When Paul Scheckel purchased his land in Calais he knew that there were no power lines within a mile and that it would cost a fortune to run a line to his new building site. But there was a phone line, and that was enough connection for him.
“I knew that for a fraction of the cost of running power lines out I could install a PV solar system that was sufficient for my needs,” he says.
Paul is one of a growing number of people turning to “photovoltaics,” or “PV,” out of concern over climate changes and as solar panels become cheaper and more accessible. There is a growing demand for these technologies as people are moving further and further from the grid. The biggest consideration for people deciding whether to go off the grid are the tradeoffs: what they are giving up to live this lifestyle?
In Vermont, snow makes Paul’s solar panels a big time commitment.
The biggest factor or “trade off” people look at is their location. When buying property that does not currently have power, people have to decide what they want to do.
Michael Horowitz has done a lot of work with solar and solar housing projects. “People go off grid because the power company comes in and says ‘well, you’re a mile off line and that will be 23 dollars a foot,” he says. “What changes things is that people can use solar voltaics.”
For most people price ties in with location. Power lines are bought by the foot, while a solar panel costs the same regardless of location. It ends up being a better deal to install a solar system if they choose to live far from the grid.
Paul lives about a mile off the grid and at the current cost of 23 dollars a foot he would be paying the power company over $100,000 to get power to his new home. With this installation, he would also have all the power he needed whenever he needed it, and the maintenance of the lines would be taken care of.
When Paul opted for solar, he chose a system that is much cheaper for him, although it requires more work. Paul has a pretty extensive solar system: over 1800 watts of solar and a large generator. Along with this comes sixteen batteries and a larger windmill. This puts Paul’s starting expenses for just this system at close to $10,000.
Paul’s system is much more extensive than the smaller system that some houses have. “I run all of my appliances off the solar,” he says. “It comes out of the solar panels as AC and goes into a DC converter.”
Paul gave up maintenance of power lines by the power company, but he still has reliable backup power even in a storm. Paul has to be an expert and carefully oversee his own system, but he is independent.

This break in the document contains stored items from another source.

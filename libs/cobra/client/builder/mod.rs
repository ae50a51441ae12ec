pub mod states;

use super::CobraClient;
use crate::auth::AuthNegotiator;
use crate::config::{ClientSettings, ConnectionConfig};
use crate::connection::ConnectionStateMachine;
use crate::dispatcher::{EventDispatcher, EventKind, RtmEvent};
use crate::error::{CobraError, Result};
use crate::subscription::SubscriptionManager;
use rtmsockets::{FixedDelay, ReconnectionStrategy, TransportFactory, WsTransportFactory};
use serde_json::Value;
use states::*;
use std::sync::Arc;
use tracing::info;

/// Sub-protocol the Cobra server expects
pub const SUBPROTOCOL: &str = "json";

/// Type-state builder for [`CobraClient`]
///
/// `build()` only exists once both `config()` and `channel()` were called.
pub struct CobraClientBuilder<C, Ch>
where
    C: ConfigState,
    Ch: ChannelState,
{
    _state: TypeState<C, Ch>,
    config: Option<ConnectionConfig>,
    channel: Option<String>,
    filter: Option<String>,
    settings: ClientSettings,
    reconnect_strategy: Option<Box<dyn ReconnectionStrategy>>,
    transport_factory: Option<Arc<dyn TransportFactory>>,
    dispatcher: EventDispatcher,
}

impl CobraClientBuilder<NoConfig, NoChannel> {
    pub fn new() -> Self {
        Self {
            _state: TypeState::new(),
            config: None,
            channel: None,
            filter: None,
            settings: ClientSettings::default(),
            reconnect_strategy: None,
            transport_factory: None,
            dispatcher: EventDispatcher::new(),
        }
    }
}

impl Default for CobraClientBuilder<NoConfig, NoChannel> {
    fn default() -> Self {
        Self::new()
    }
}

impl<C, Ch> CobraClientBuilder<C, Ch>
where
    C: ConfigState,
    Ch: ChannelState,
{
    fn transition<C2, Ch2>(self) -> CobraClientBuilder<C2, Ch2>
    where
        C2: ConfigState,
        Ch2: ChannelState,
    {
        CobraClientBuilder {
            _state: TypeState::new(),
            config: self.config,
            channel: self.channel,
            filter: self.filter,
            settings: self.settings,
            reconnect_strategy: self.reconnect_strategy,
            transport_factory: self.transport_factory,
            dispatcher: self.dispatcher,
        }
    }

    /// Server-side filter; defaults to ``SELECT * FROM `<channel>` ``
    pub fn filter(mut self, filter: impl Into<String>) -> Self {
        self.filter = Some(filter.into());
        self
    }

    pub fn settings(mut self, settings: ClientSettings) -> Self {
        self.settings = settings;
        self
    }

    /// Replace the fixed-delay strategy derived from the settings
    pub fn reconnect_strategy<S>(mut self, strategy: S) -> Self
    where
        S: ReconnectionStrategy + 'static,
    {
        self.reconnect_strategy = Some(Box::new(strategy));
        self
    }

    pub fn transport_factory(mut self, factory: Arc<dyn TransportFactory>) -> Self {
        self.transport_factory = Some(factory);
        self
    }

    /// Called once per delivered message, in arrival order
    pub fn on_message<F>(mut self, mut callback: F) -> Self
    where
        F: FnMut(Value) + Send + 'static,
    {
        self.dispatcher.on(EventKind::MessageReceived, move |event| {
            if let RtmEvent::MessageReceived(message) = event {
                callback(message);
            }
        });
        self
    }

    /// Called each time a connection authenticates, reconnects included
    pub fn on_authenticated<F>(mut self, mut callback: F) -> Self
    where
        F: FnMut() + Send + 'static,
    {
        self.dispatcher.on(EventKind::Authenticated, move |_| callback());
        self
    }
}

impl<Ch: ChannelState> CobraClientBuilder<NoConfig, Ch> {
    pub fn config(mut self, config: ConnectionConfig) -> CobraClientBuilder<HasConfig, Ch> {
        self.config = Some(config);
        self.transition()
    }
}

impl<C: ConfigState> CobraClientBuilder<C, NoChannel> {
    pub fn channel(mut self, channel: impl Into<String>) -> CobraClientBuilder<C, HasChannel> {
        self.channel = Some(channel.into());
        self.transition()
    }
}

impl CobraClientBuilder<HasConfig, HasChannel> {
    /// Validate the configuration and start the connection task
    ///
    /// Returns as soon as the task is spawned; connecting happens in the
    /// background.
    pub async fn build(self) -> Result<CobraClient> {
        let config = self
            .config
            .ok_or_else(|| CobraError::Configuration("connection config not set".to_string()))?;
        let channel = self
            .channel
            .ok_or_else(|| CobraError::Configuration("channel not set".to_string()))?;

        config.validate().map_err(|e| CobraError::Configuration(e.to_string()))?;
        self.settings
            .validate()
            .map_err(|e| CobraError::Configuration(e.to_string()))?;
        if channel.trim().is_empty() {
            return Err(CobraError::Configuration("channel must not be empty".to_string()));
        }
        let url = config.url().map_err(|e| CobraError::Configuration(e.to_string()))?;

        let mut subscriptions = SubscriptionManager::new();
        subscriptions.subscribe(channel, self.filter);

        let strategy: Box<dyn ReconnectionStrategy> = match self.reconnect_strategy {
            Some(strategy) => strategy,
            None => Box::new(FixedDelay::new(
                self.settings.reconnect_delay(),
                self.settings.max_reconnect_attempts,
            )),
        };
        let factory: Arc<dyn TransportFactory> = match self.transport_factory {
            Some(factory) => factory,
            None => Arc::new(WsTransportFactory::new(Some(SUBPROTOCOL.to_string()))),
        };

        info!("Starting Cobra client for {} as role '{}'", config.endpoint, config.rolename);
        let (machine, events) = ConnectionStateMachine::new(
            url,
            AuthNegotiator::new(config.rolename, config.rolesecret),
            &self.settings,
            factory,
            subscriptions,
            self.dispatcher,
            strategy,
        );

        Ok(CobraClient::spawn(machine, events, self.settings.publish_timeout()))
    }
}
//! Single-line text input (pure state transitions).
//!
//! The cursor is a character index, not a byte offset, so umlauts and other
//! multi-byte characters edit correctly.

/// Editable text with a cursor.
#[derive(Debug, Clone, Default, PartialEq, Eq)]
pub struct TextInput {
    value: String,
    cursor: usize,
}

impl TextInput {
    /// Empty input.
    pub fn new() -> Self {
        Self::default()
    }

    /// Input prefilled with `value`, cursor at the end.
    pub fn with_value(value: impl Into<String>) -> Self {
        let value = value.into();
        let cursor = value.chars().count();
        Self { value, cursor }
    }

    /// Current text.
    pub fn value(&self) -> &str {
        &self.value
    }

    /// Cursor position in characters.
    pub fn cursor(&self) -> usize {
        self.cursor
    }

    /// Value with surrounding whitespace removed.
    pub fn trimmed(&self) -> &str {
        self.value.trim()
    }

    /// True when only whitespace was entered.
    pub fn is_blank(&self) -> bool {
        self.trimmed().is_empty()
    }

    /// Insert a character at the cursor and advance past it.
    pub fn insert_char(&mut self, ch: char) {
        let at = self.byte_offset(self.cursor);
        self.value.insert(at, ch);
        self.cursor += 1;
    }

    /// Delete the character before the cursor. No-op at position 0.
    pub fn backspace(&mut self) {
        if self.cursor == 0 {
            return;
        }
        let at = self.byte_offset(self.cursor - 1);
        self.value.remove(at);
        self.cursor -= 1;
    }

    /// Delete the character under the cursor. No-op at the end.
    pub fn delete(&mut self) {
        if self.cursor >= self.len() {
            return;
        }
        let at = self.byte_offset(self.cursor);
        self.value.remove(at);
    }

    /// Saturates at 0.
    pub fn cursor_left(&mut self) {
        self.cursor = self.cursor.saturating_sub(1);
    }

    /// Saturates at the end of the text.
    pub fn cursor_right(&mut self) {
        self.cursor = (self.cursor + 1).min(self.len());
    }

    /// Cursor to the start.
    pub fn cursor_home(&mut self) {
        self.cursor = 0;
    }

    /// Cursor past the last character.
    pub fn cursor_end(&mut self) {
        self.cursor = self.len();
    }

    /// Empty the text.
    pub fn clear(&mut self) {
        self.value.clear();
        self.cursor = 0;
    }

    fn len(&self) -> usize {
        self.value.chars().count()
    }

    fn byte_offset(&self, char_index: usize) -> usize {
        self.value
            .char_indices()
            .nth(char_index)
            .map(|(offset, _)| offset)
            .unwrap_or(self.value.len())
    }
}

#[cfg(test)]
mod tests {
    use super::*;

    fn typed(text: &str) -> TextInput {
        let mut input = TextInput::new();
        for ch in text.chars() {
            input.insert_char(ch);
        }
        input
    }

    #[test]
    fn insert_appends_at_cursor() {
        let input = typed("Milch");
        assert_eq!(input.value(), "Milch");
        assert_eq!(input.cursor(), 5);
    }

    #[test]
    fn insert_in_the_middle() {
        let mut input = typed("Mlch");
        input.cursor_home();
        input.cursor_right();
        input.insert_char('i');
        assert_eq!(input.value(), "Milch");
        assert_eq!(input.cursor(), 2);
    }

    #[test]
    fn backspace_at_start_is_noop() {
        let mut input = TextInput::with_value("abc");
        input.cursor_home();
        input.backspace();
        assert_eq!(input.value(), "abc");
        assert_eq!(input.cursor(), 0);
    }

    #[test]
    fn backspace_handles_multibyte_characters() {
        let mut input = typed("Käse");
        input.cursor_left();
        input.cursor_left();
        input.backspace();
        assert_eq!(input.value(), "Kse");
        assert_eq!(input.cursor(), 1);
    }

    #[test]
    fn delete_removes_char_under_cursor() {
        let mut input = TextInput::with_value("Brot");
        input.cursor_home();
        input.delete();
        assert_eq!(input.value(), "rot");
        input.cursor_end();
        input.delete();
        assert_eq!(input.value(), "rot");
    }

    #[test]
    fn cursor_right_saturates_at_end() {
        let mut input = TextInput::with_value("ab");
        input.cursor_right();
        input.cursor_right();
        assert_eq!(input.cursor(), 2);
    }

    #[test]
    fn trimmed_and_blank() {
        let input = TextInput::with_value("   ");
        assert!(input.is_blank());
        let input = TextInput::with_value("  Tee ");
        assert_eq!(input.trimmed(), "Tee");
    }
}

Aaron Kyle and his partner also live off the grid, but much further out, in Groton. They had no real choice besides to go off the grid when they decided that’s where they wanted to live. Aaron has a much smaller system that he has been using for seventeen years now. For just the two of them, the system they have is very simple but effective.

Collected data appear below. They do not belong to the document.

//! User records loaded from the data file.
//!
//! Users are not authenticated; they only carry ownership and sharing
//! bookkeeping for lists.

use super::identifiers::{ListId, UserId};
use serde::{Deserialize, Serialize};

/// A person lists can be owned by or shared with.
#[derive(Debug, Clone, PartialEq, Eq, Serialize, Deserialize)]
#[serde(rename_all = "camelCase")]
pub struct User {
    /// Id from the data file.
    pub id: UserId,
    /// Name matched against list participants.
    pub username: String,
    /// Contact address; informational only.
    #[serde(default)]
    pub email: String,
    /// Lists this user created.
    #[serde(default)]
    pub owned_lists: Vec<ListId>,
    /// Lists shared with this user.
    #[serde(default)]
    pub shared_lists: Vec<ListId>,
}

impl User {
    /// User without any lists.
    pub fn new(id: UserId, username: impl Into<String>, email: impl Into<String>) -> Self {
        Self {
            id,
            username: username.into(),
            email: email.into(),
            owned_lists: Vec::new(),
            shared_lists: Vec::new(),
        }
    }

    /// Record ownership once.
    pub fn add_owned_list(&mut self, list_id: ListId) {
        if !self.owned_lists.contains(&list_id) {
            self.owned_lists.push(list_id);
        }
    }

    /// Record a share once.
    pub fn add_shared_list(&mut self, list_id: ListId) {
        if !self.shared_lists.contains(&list_id) {
            self.shared_lists.push(list_id);
        }
    }

    /// Drop every reference to a deleted list.
    pub fn forget_list(&mut self, list_id: ListId) {
        self.owned_lists.retain(|id| *id != list_id);
        self.shared_lists.retain(|id| *id != list_id);
    }
}
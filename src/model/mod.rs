//! Domain model.
//!
//! Entities are plain data with trivial mutators; [`ShoppingModel`] is the
//! only place that mutates them and tells observers about it.

pub mod category;
pub mod error;
pub mod identifiers;
pub mod key_action;
pub mod observer;
pub mod shopping_item;
pub mod shopping_list;
pub mod store;
pub mod user;

// Re-export for convenience
pub use category::{
    display_category, frequent_item, CategoryCatalog, FrequentItem, DEFAULT_CATEGORIES,
    FALLBACK_CATEGORY,
};
pub use error::{AppError, LoadError, ModelError, ValidationError};
pub use identifiers::{IdCounter, ItemId, ListId, UserId};
pub use key_action::KeyAction;
pub use observer::{ListObserver, ObserverRegistry, SubscriberId, Subscription};
pub use shopping_item::{
    format_quantity, parse_quantity, ItemDraft, ItemPatch, ShoppingItem, KNOWN_UNITS,
};
pub use shopping_list::ShoppingList;
pub use store::{InitialData, ShoppingModel};
pub use user::User;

Kyle calls his system conservative: “some solar systems are big and expensive and people live normal lifestyles, and some are minimal and the people live a conservative lifestyle.”
Kyle’s system consists of one 300-watt solar panel, six golf cart batteries, one Air X Whisper Windmill and a Honda generator. He says the price of a solar panel now is roughly a dollar per watt, when Kyle first started living off the grid solar panels were closer to five times that much. The price breakdown of the basic system, without some of the smaller components, is roughly $1,500 for the panel, six batteries at $150 a piece, the windmill at $1,000 and a generator at $300. The total is roughly $3,700.Part of the system that regulates power from the panels.

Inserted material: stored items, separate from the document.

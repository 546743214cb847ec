//! The model: single source of truth for lists, items, categories and users.
//!
//! Every successful mutation pushes the full list collection to all
//! subscribed observers. Lookup failures are logged with `warn!`, leave the
//! state untouched, notify nobody, and come back as [`ModelError`].

use super::category::CategoryCatalog;
use super::error::ModelError;
use super::identifiers::{IdCounter, ItemId, ListId};
use super::observer::{ListObserver, ObserverRegistry, Subscription};
use super::shopping_item::{ItemDraft, ItemPatch, ShoppingItem};
use super::shopping_list::ShoppingList;
use super::user::User;
use serde::{Deserialize, Serialize};
use std::collections::HashSet;
use std::rc::Rc;
use tracing::{debug, info, warn};

#[cfg(test)]
#[path = "store_tests.rs"]
mod tests;

/// Contents of the initial data file: `{"shoppingLists": [...], "users": [...]}`.
#[derive(Debug, Clone, Default, PartialEq, Serialize, Deserialize)]
#[serde(rename_all = "camelCase")]
pub struct InitialData {
    /// Lists with their items.
    #[serde(default)]
    pub shopping_lists: Vec<ShoppingList>,
    /// Known users.
    #[serde(default)]
    pub users: Vec<User>,
}

/// In-memory store of all shopping lists.
#[derive(Debug)]
pub struct ShoppingModel {
    lists: Vec<ShoppingList>,
    users: Vec<User>,
    categories: CategoryCatalog,
    list_ids: IdCounter,
    item_ids: IdCounter,
    observers: ObserverRegistry,
}

impl ShoppingModel {
    /// Empty model with the default category catalog.
    pub fn new() -> Self {
        Self::with_categories(CategoryCatalog::default())
    }

    /// Empty model with a custom category catalog.
    pub fn with_categories(categories: CategoryCatalog) -> Self {
        Self {
            lists: Vec::new(),
            users: Vec::new(),
            categories,
            list_ids: IdCounter::new(),
            item_ids: IdCounter::new(),
            observers: ObserverRegistry::new(),
        }
    }

    // ===== Observers =====

    /// Register an observer; it is told about every later change.
    pub fn subscribe(&mut self, observer: Rc<dyn ListObserver>) -> Subscription {
        self.observers.subscribe(observer)
    }

    /// Push the full list collection to every observer.
    pub fn notify_observers(&self) {
        debug!(
            lists = self.lists.len(),
            observers = self.observers.len(),
            "Notifying observers"
        );
        self.observers.notify(&self.lists);
    }

    // ===== Queries =====

    /// All lists in creation order.
    pub fn lists(&self) -> &[ShoppingList] {
        &self.lists
    }

    /// List by id.
    pub fn list(&self, id: ListId) -> Option<&ShoppingList> {
        self.lists.iter().find(|list| list.id == id)
    }

    /// The category catalog.
    pub fn categories(&self) -> &CategoryCatalog {
        &self.categories
    }

    /// Users from the data file.
    pub fn users(&self) -> &[User] {
        &self.users
    }

    // ===== Loading =====

    /// Replace all lists and users with the initial data set.
    ///
    /// Items without an id, or with an id already used in their list, get a
    /// fresh one; the same goes for duplicate list ids. Both counters resume
    /// after the highest id in use.
    pub fn load_data(&mut self, data: InitialData) {
        let InitialData {
            shopping_lists: mut lists,
            users,
        } = data;

        let max_list = lists.iter().map(|list| list.id.get()).max();
        let max_item = lists.iter().filter_map(ShoppingList::max_item_id).max();
        let mut list_ids = IdCounter::after(max_list);
        let mut item_ids = IdCounter::after(max_item);

        let mut seen_lists = HashSet::new();
        for list in &mut lists {
            if list.id.get() == 0 || !seen_lists.insert(list.id) {
                let fresh = ListId::new(list_ids.next_raw());
                debug!(old = %list.id, new = %fresh, "Reassigned list id");
                list.id = fresh;
                seen_lists.insert(fresh);
            }

            let mut seen_items = HashSet::new();
            for item in &mut list.items {
                if item.id.is_unassigned() || !seen_items.insert(item.id) {
                    let fresh = ItemId::new(item_ids.next_raw());
                    debug!(list = %list.id, old = %item.id, new = %fresh, "Reassigned item id");
                    item.id = fresh;
                    seen_items.insert(fresh);
                }
            }
        }

        info!(lists = lists.len(), users = users.len(), "Loaded initial data");
        self.lists = lists;
        self.users = users;
        self.list_ids = list_ids;
        self.item_ids = item_ids;
        self.notify_observers();
    }

    // ===== List operations =====

    /// Append a new, empty, active list and return its id.
    pub fn add_list(&mut self, name: impl Into<String>) -> ListId {
        let id = ListId::new(self.list_ids.next_raw());
        let list = ShoppingList::new(id, name, None);
        debug!(list = %id, name = %list.name, "Added list");
        self.lists.push(list);
        self.notify_observers();
        id
    }

    /// Remove a list and every reference users hold to it.
    pub fn delete_list(&mut self, id: ListId) -> Result<ShoppingList, ModelError> {
        let Some(index) = self.lists.iter().position(|list| list.id == id) else {
            return Err(self.list_lookup_failed("delete_list", id));
        };
        let removed = self.lists.remove(index);
        for user in &mut self.users {
            user.forget_list(id);
        }
        debug!(list = %id, "Deleted list");
        self.notify_observers();
        Ok(removed)
    }

    /// Replace a list's name.
    pub fn rename_list(&mut self, id: ListId, name: impl Into<String>) -> Result<(), ModelError> {
        let list = self.find_list_mut("rename_list", id)?;
        list.name = name.into();
        self.notify_observers();
        Ok(())
    }

    /// Mark the list completed and check every item.
    pub fn mark_list_complete(&mut self, id: ListId) -> Result<(), ModelError> {
        let list = self.find_list_mut("mark_list_complete", id)?;
        list.mark_complete();
        for item in &mut list.items {
            item.completed = true;
        }
        self.notify_observers();
        Ok(())
    }

    /// Mark the list active again and uncheck every item.
    pub fn reopen_list(&mut self, id: ListId) -> Result<(), ModelError> {
        let list = self.find_list_mut("reopen_list", id)?;
        list.reopen();
        for item in &mut list.items {
            item.completed = false;
        }
        self.notify_observers();
        Ok(())
    }

    /// Recompute the list status from its items. Returns the new status.
    pub fn mark_list_if_complete(&mut self, id: ListId) -> Result<bool, ModelError> {
        let list = self.find_list_mut("mark_list_if_complete", id)?;
        let completed = recompute_completion(list);
        self.notify_observers();
        Ok(completed)
    }

    /// Share a list with a named participant.
    ///
    /// Returns `false` when the participant was already on the list. A
    /// loaded user with that username also gets the list in `shared_lists`.
    pub fn share_list(&mut self, id: ListId, participant: &str) -> Result<bool, ModelError> {
        let list = self.find_list_mut("share_list", id)?;
        let added = list.add_participant(participant);
        if let Some(user) = self.users.iter_mut().find(|u| u.username == participant) {
            user.add_shared_list(id);
        }
        debug!(list = %id, participant, added, "Shared list");
        self.notify_observers();
        Ok(added)
    }

    // ===== Item operations =====

    /// Append a new unchecked item to a list and return its id.
    pub fn add_item(&mut self, list_id: ListId, draft: ItemDraft) -> Result<ItemId, ModelError> {
        let next = self.item_ids.peek();
        let list = self.find_list_mut("add_item", list_id)?;
        let item_id = ItemId::new(next);
        list.add_item(draft.into_item(item_id));
        self.item_ids.next_raw();
        debug!(list = %list_id, item = %item_id, "Added item");
        self.notify_observers();
        Ok(item_id)
    }

    /// Remove the item at `index` in the list's item sequence.
    pub fn delete_item(&mut self, list_id: ListId, index: usize) -> Result<ShoppingItem, ModelError> {
        let list = self.find_list_mut("delete_item", list_id)?;
        let len = list.items.len();
        if index >= len {
            warn!(op = "delete_item", list = %list_id, index, len, "Item index out of range; operation skipped");
            return Err(ModelError::ItemIndexOutOfRange {
                list: list_id,
                index,
                len,
            });
        }
        let removed = list.items.remove(index);
        debug!(list = %list_id, item = %removed.id, "Deleted item");
        self.notify_observers();
        Ok(removed)
    }

    /// Apply a partial update. A patch touching the checked state also
    /// recomputes the list status.
    pub fn update_item(
        &mut self,
        list_id: ListId,
        item_id: ItemId,
        patch: ItemPatch,
    ) -> Result<(), ModelError> {
        let list = self.find_list_mut("update_item", list_id)?;
        let recompute = patch.changes_status();
        let Some(item) = list.item_mut(item_id) else {
            return Err(item_lookup_failed("update_item", list_id, item_id));
        };
        patch.apply(item);
        if recompute {
            recompute_completion(list);
        }
        self.notify_observers();
        Ok(())
    }

    /// Flip one item's checked state, then recompute the list status.
    /// Returns the item's new state.
    pub fn toggle_item(&mut self, list_id: ListId, item_id: ItemId) -> Result<bool, ModelError> {
        let list = self.find_list_mut("toggle_item", list_id)?;
        let Some(item) = list.item_mut(item_id) else {
            return Err(item_lookup_failed("toggle_item", list_id, item_id));
        };
        item.toggle_complete();
        let now = item.completed;
        recompute_completion(list);
        self.notify_observers();
        Ok(now)
    }

    // ===== Categories =====

    /// Add a category (trimmed, lowercased) unless present.
    ///
    /// Returns the normalized name, or `None` for blank input. Observers are
    /// notified only when the catalog grew.
    pub fn add_category(&mut self, name: &str) -> Option<String> {
        let (normalized, added) = self.categories.insert(name)?;
        if added {
            debug!(category = %normalized, "Added category");
            self.notify_observers();
        }
        Some(normalized)
    }

    // ===== Internals =====

    fn find_list_mut(&mut self, op: &'static str, id: ListId) -> Result<&mut ShoppingList, ModelError> {
        let index = self.lists.iter().position(|list| list.id == id);
        match index {
            Some(index) => Ok(&mut self.lists[index]),
            None => Err(self.list_lookup_failed(op, id)),
        }
    }

    fn list_lookup_failed(&self, op: &'static str, id: ListId) -> ModelError {
        warn!(op, list = %id, "List not found; operation skipped");
        ModelError::ListNotFound(id)
    }
}

impl Default for ShoppingModel {
    fn default() -> Self {
        Self::new()
    }
}

fn item_lookup_failed(op: &'static str, list: ListId, item: ItemId) -> ModelError {
    warn!(op, list = %list, item = %item, "Item not found; operation skipped");
    ModelError::ItemNotFound { list, item }
}

/// Completed iff non-empty and every item is checked.
fn recompute_completion(list: &mut ShoppingList) -> bool {
    list.completed = list.all_items_completed();
    list.completed
}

“The first thing people have to think about when deciding on a solar system is their load,” Michael says. “What they use and how much energy this draws.” Paul and Aaron choose to put different loads on their systems.
For both Paul and Aaron, the biggest trade off was the independence in exchange for their own expertise on their systems. Along with this, however, Aaron has another layer of tradeoffs because of his smaller system. Aaron has a mix of both solar and gas appliances which adds more work in other ways. His big appliances are what he runs on gas which also require maintenance and upkeep.
All economic choices involve tradeoffs. Michael emphasized that “a lot of people don’t realise all the options they have” in terms of how, where and when they want to spend their money. “A big example of this is what type of fridge they use. An electric fridge draws a lot of power, but it also costs a lot to power one with propane.”
A lot of thought goes into the decision-making regarding going off the grid and what appliances to run on either solar or gas. All of this requires a lot of consideration and awareness. Most people do not think about their power this way.
As Michael says, “they have to think about where they want to put their money and future costs.”